(ASSIGNMENT)
Using the records below, transcribe word for word the stretch from the line that contains "the background colour." through the line that contains "settings. All fields", both end lines included, and nothing else.

(GIVEN INFORMATION)

//! Render configuration.
//!
//! Fixed constants that define the output profile, the [`Mode`] selector, the
//! canvas and fit policies, and [`RenderOptions`], a builder that threads
//! progress callbacks, cancellation tokens, and encoder tuning through a run
//! without polluting every function signature.
//!
//! # Example
//!
//! ```no_run
//! use std::sync::Arc;
//!
//! use slidereel::{
//!     CancellationToken, CanvasPolicy, FitPolicy, ProgressCallback, ProgressInfo, RenderOptions,
//! };
//!
//! struct LogProgress;
//! impl ProgressCallback for LogProgress {
//!     fn on_progress(&self, info: &ProgressInfo) {
//!         println!("{:?}: {}/{}", info.stage, info.completed, info.total);
//!     }
//! }
//!
//! let token = CancellationToken::new();
//! let options = RenderOptions::new()
//!     .with_progress(Arc::new(LogProgress))
//!     .with_cancellation(token.clone())
//!     .with_canvas_policy(CanvasPolicy::LargestImage)
//!     .with_fit_policy(FitPolicy::BlurredBackground);
//! ```

use std::fmt::{Debug, Display, Formatter, Result as FmtResult};
use std::sync::Arc;
use std::time::Duration;

use crate::encode::VideoEncoderOptions;
use crate::progress::{CancellationToken, NoOpProgress, ProgressCallback};

/// Frames per second used for every render.
pub const DEFAULT_FRAME_RATE: u32 = 30;

/// Display time of each image in Shorts mode, in seconds.
pub const SHORTS_SECONDS_PER_IMAGE: f64 = 1.0;

/// Upper bound on the total length of a Shorts video.
pub const SHORTS_MAX_DURATION: Duration = Duration::from_secs(60);

/// Sample rate of the muxed audio track.
pub const AUDIO_SAMPLE_RATE: u32 = 44_100;

/// Bit rate of the muxed AAC audio track, in bits per second.
pub const AUDIO_BIT_RATE: usize = 128_000;

/// FFmpeg muxer name for the output container.
pub const CONTAINER_FORMAT: &str = "mp4";

/// Canvas used by [`CanvasPolicy::ModePreset`] for regular videos.
pub const LANDSCAPE_CANVAS: (u32, u32) = (1920, 1080);

/// Canvas used by [`CanvasPolicy::ModePreset`] for Shorts.
pub const PORTRAIT_CANVAS: (u32, u32) = (1080, 1920);

/// Duration regime of a render.
#[derive(Debug, Clone, Copy, PartialEq)]
pub enum Mode {
    /// Short-form profile: one second per image, at most
    /// [`SHORTS_MAX_DURATION`] in total. Images past the cap are dropped.
    Shorts,
    /// Every image is shown for the same caller-chosen time.
    Regular {
        /// Display time of each image, in seconds. Must be positive.
        seconds_per_image: f64,
    },
}

impl Mode {
    /// Convenience constructor for [`Mode::Regular`].
    pub fn regular(seconds_per_image: f64) -> Self {
        Mode::Regular { seconds_per_image }
    }

    /// Display time of each image, in seconds.
    pub fn seconds_per_image(&self) -> f64 {
        match self {
            Mode::Shorts => SHORTS_SECONDS_PER_IMAGE,
            Mode::Regular { seconds_per_image } => *seconds_per_image,
        }
    }

    /// Cap on the total output duration, if this mode has one.
    pub fn max_duration(&self) -> Option<Duration> {
        match self {
            Mode::Shorts => Some(SHORTS_MAX_DURATION),
            Mode::Regular { .. } => None,
        }
    }

    /// Returns `true` for [`Mode::Shorts`].
    pub fn is_shorts(&self) -> bool {
        matches!(self, Mode::Shorts)
    }
}

impl Display for Mode {
    fn fmt(&self, f: &mut Formatter<'_>) -> FmtResult {
        match self {
            Mode::Shorts => write!(f, "shorts"),
            Mode::Regular { seconds_per_image } => write!(f, "regular ({seconds_per_image}s/image)"),
        }
    }
}

/// How the output canvas size is chosen from the image set.
///
/// The canvas is fixed once per run; every frame is fitted to it.
#[derive(Debug, Clone, Copy, PartialEq, Eq, Default)]
pub enum CanvasPolicy {
    /// Use the first image's dimensions. This is the default.
    #[default]
    FirstImage,
    /// Use the largest width and largest height found across all rendered images.
    LargestImage,
    /// Use an explicit size.
    Fixed {
        /// Canvas width in pixels.
        width: u32,
        /// Canvas height in pixels.
        height: u32,
    },
    /// 1920×1080 for regular videos, 1080×1920 for Shorts.
    ModePreset,
}

/// How each image is fitted onto the canvas.
///
/// A single policy applies to every image in a run.
#[derive(Debug, Clone, Copy, PartialEq, Eq, Default)]
pub enum FitPolicy {
    /// Preserve aspect ratio, centre, and pad with the background colour.
    /// This is the default.
    #[default]
    Letterbox,
    /// Preserve aspect ratio, centre, and fill the bars with a blurred,
    /// stretched copy of the same image.
    BlurredBackground,
    /// Resize to the canvas exactly, ignoring aspect ratio.
    Stretch,
}

/// Configuration for a render run.
///
/// Carries progress, cancellation, canvas, and encoder settings. All fields
/// have sensible defaults: a default-constructed value renders a 30 fps H.264
/// MP4 on the first image's canvas with black letterboxing.
#[derive(Clone)]
pub struct RenderOptions {
    /// Progress callback. Defaults to a no-op.
    pub(crate) progress: Arc<dyn ProgressCallback>,
    /// Cancellation token. `None` means never cancelled.
    pub(crate) cancellation: Option<CancellationToken>,
    pub(crate) canvas: CanvasPolicy,
    pub(crate) fit: FitPolicy,
    /// Letterbox colour as RGB.
    pub(crate) background: [u8; 3],
    pub(crate) encoder: VideoEncoderOptions,
}

impl Debug for RenderOptions {
    fn fmt(&self, f: &mut Formatter<'_>) -> FmtResult {
        f.debug_struct("RenderOptions")
            .field("has_progress", &true)
            .field("has_cancellation", &self.cancellation.is_some())
            .field("canvas", &self.canvas)
            .field("fit", &self.fit)
            .field("background", &self.background)
            .field("encoder", &self.encoder)
            .finish()
    }
}

impl Default for RenderOptions {
    fn default() -> Self {
        Self::new()
    }
}

impl RenderOptions {
    /// Create options with default settings.
    pub fn new() -> Self {
        Self {
            progress: Arc::new(NoOpProgress),
            cancellation: None,
            canvas: CanvasPolicy::default(),
            fit: FitPolicy::default(),
            background: [0, 0, 0],
            encoder: VideoEncoderOptions::default(),
        }
    }

    /// Attach a progress callback, invoked once per image boundary.
    #[must_use]
    pub fn with_progress(mut self, callback: Arc<dyn ProgressCallback>) -> Self {
        self.progress = callback;
        self
    }

    /// Attach a cancellation token.
    ///
    /// The token is checked between images; once cancelled, the run stops
    /// and returns [`SlideReelError::Cancelled`](crate::SlideReelError::Cancelled).
    #[must_use]
    pub fn with_cancellation(mut self, token: CancellationToken) -> Self {
        self.cancellation = Some(token);
        self
    }

    /// Choose how the canvas size is derived.
    #[must_use]
    pub fn with_canvas_policy(mut self, policy: CanvasPolicy) -> Self {
        self.canvas = policy;
        self
    }

    /// Choose how images are fitted onto the canvas.
    #[must_use]
    pub fn with_fit_policy(mut self, policy: FitPolicy) -> Self {
        self.fit = policy;
        self
    }

    /// Set the letterbox colour.
    #[must_use]
    pub fn with_background(mut self, rgb: [u8; 3]) -> Self {
        self.background = rgb;
        self
    }

    /// Replace the video encoder settings.
    #[must_use]
    pub fn with_encoder_options(mut self, options: VideoEncoderOptions) -> Self {
        self.encoder = options;
        self
    }

    /// Render at `fps` frames per second instead of [`DEFAULT_FRAME_RATE`].
    #[must_use]
    pub fn with_frame_rate(mut self, fps: u32) -> Self {
        self.encoder.fps = fps;
        self
    }

    /// The frame rate in effect.
    pub fn frame_rate(&self) -> u32 {
        self.encoder.fps
    }

    /// The canvas policy in effect.
    pub fn canvas_policy(&self) -> CanvasPolicy {
        self.canvas
    }

    /// The fit policy in effect.
    pub fn fit_policy(&self) -> FitPolicy {
        self.fit
    }

    /// The video encoder settings in effect.
    pub fn encoder_options(&self) -> &VideoEncoderOptions {
        &self.encoder
    }

    /// Returns `true` if cancellation has been requested.
    pub(crate) fn is_cancelled(&self) -> bool {
        self.cancellation
            .as_ref()
            .is_some_and(|token| token.is_cancelled())
    }
}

(End GIVEN INFORMATION)

(WRITTEN SOLUTION)
    /// Preserve aspect ratio, centre, and pad with the background colour.
    /// This is the default.
    #[default]
    Letterbox,
    /// Preserve aspect ratio, centre, and fill the bars with a blurred,
    /// stretched copy of the same image.
    BlurredBackground,
    /// Resize to the canvas exactly, ignoring aspect ratio.
    Stretch,
}

/// Configuration for a render run.
///
/// Carries progress, cancellation, canvas, and encoder settings. All fields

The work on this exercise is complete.